*** Begin section ***

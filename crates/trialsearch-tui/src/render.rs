//! Top-level render pass.
//!
//! Reads state, never mutates it. Per-trial display values are recomputed
//! from the raw records on every pass by the projector in
//! `trialsearch_core::project`.

use ratatui::Frame;
use ratatui::layout::{Constraint, Layout, Rect};
use ratatui::style::{Color, Modifier, Style};
use ratatui::text::{Line, Span};
use ratatui::widgets::Paragraph;

use crate::state::AppState;
use crate::{input, results};

pub fn render(app: &AppState, frame: &mut Frame) {
    let has_chips = app
        .session
        .interpretation
        .as_ref()
        .is_some_and(|i| !trialsearch_core::project::interpretation_chips(i).is_empty());
    let chips_height = u16::from(has_chips);

    let [header, search, chips, summary, list, footer] = Layout::vertical([
        Constraint::Length(1),
        Constraint::Length(3),
        Constraint::Length(chips_height),
        Constraint::Length(1),
        Constraint::Min(0),
        Constraint::Length(1),
    ])
    .areas(frame.area());

    render_header(frame, header);
    input::render_search_box(frame, &app.input, search, app.session.is_loading());
    if let Some(interpretation) = &app.session.interpretation {
        results::render_interpretation(frame, interpretation, chips);
    }
    results::render_summary(frame, app, summary);

    // The list is suppressed entirely while a request is in flight; the
    // summary line carries the loading message instead.
    if !app.session.is_loading() {
        results::render_results(frame, &app.session.trials, app.results.offset, list);
    }

    render_footer(frame, app, footer);
}

fn render_header(frame: &mut Frame, area: Rect) {
    let line = Line::from(vec![
        Span::styled(
            "TrialSearch",
            Style::default().fg(Color::Blue).add_modifier(Modifier::BOLD),
        ),
        Span::styled(
            "  Clinical Trial Intelligence",
            Style::default().fg(Color::DarkGray),
        ),
    ]);
    frame.render_widget(Paragraph::new(line), area);
}

fn render_footer(frame: &mut Frame, app: &AppState, area: Rect) {
    let line = Line::from(vec![
        Span::styled(
            "Enter search · ↑/↓ scroll · Esc quit",
            Style::default().fg(Color::DarkGray),
        ),
        Span::styled(
            format!("  ·  {}", app.config.base_url),
            Style::default().fg(Color::DarkGray),
        ),
    ]);
    frame.render_widget(Paragraph::new(line), area);
}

*** End section ***

Goal of the exercise
Produce an exact copy of the entries above.

Answer to this problem
filename crates/trialsearch-tui/src/render.rs
//! Top-level render pass.
//!
//! Reads state, never mutates it. Per-trial display values are recomputed
//! from the raw records on every pass by the projector in
//! `trialsearch_core::project`.

use ratatui::Frame;
use ratatui::layout::{Constraint, Layout, Rect};
use ratatui::style::{Color, Modifier, Style};
use ratatui::text::{Line, Span};
use ratatui::widgets::Paragraph;

use crate::state::AppState;
use crate::{input, results};

pub fn render(app: &AppState, frame: &mut Frame) {
    let has_chips = app
        .session
        .interpretation
        .as_ref()
        .is_some_and(|i| !trialsearch_core::project::interpretation_chips(i).is_empty());
    let chips_height = u16::from(has_chips);

    let [header, search, chips, summary, list, footer] = Layout::vertical([
        Constraint::Length(1),
        Constraint::Length(3),
        Constraint::Length(chips_height),
        Constraint::Length(1),
        Constraint::Min(0),
        Constraint::Length(1),
    ])
    .areas(frame.area());

    render_header(frame, header);
    input::render_search_box(frame, &app.input, search, app.session.is_loading());
    if let Some(interpretation) = &app.session.interpretation {
        results::render_interpretation(frame, interpretation, chips);
    }
    results::render_summary(frame, app, summary);

    // The list is suppressed entirely while a request is in flight; the
    // summary line carries the loading message instead.
    if !app.session.is_loading() {
        results::render_results(frame, &app.session.trials, app.results.offset, list);
    }

    render_footer(frame, app, footer);
}

fn render_header(frame: &mut Frame, area: Rect) {
    let line = Line::from(vec![
        Span::styled(
            "TrialSearch",
            Style::default().fg(Color::Blue).add_modifier(Modifier::BOLD),
        ),
        Span::styled(
            "  Clinical Trial Intelligence",
            Style::default().fg(Color::DarkGray),
        ),
    ]);
    frame.render_widget(Paragraph::new(line), area);
}

fn render_footer(frame: &mut Frame, app: &AppState, area: Rect) {
    let line = Line::from(vec![
        Span::styled(
            "Enter search · ↑/↓ scroll · Esc quit",
            Style::default().fg(Color::DarkGray),
        ),
        Span::styled(
            format!("  ·  {}", app.config.base_url),
            Style::default().fg(Color::DarkGray),
        ),
    ]);
    frame.render_widget(Paragraph::new(line), area);
}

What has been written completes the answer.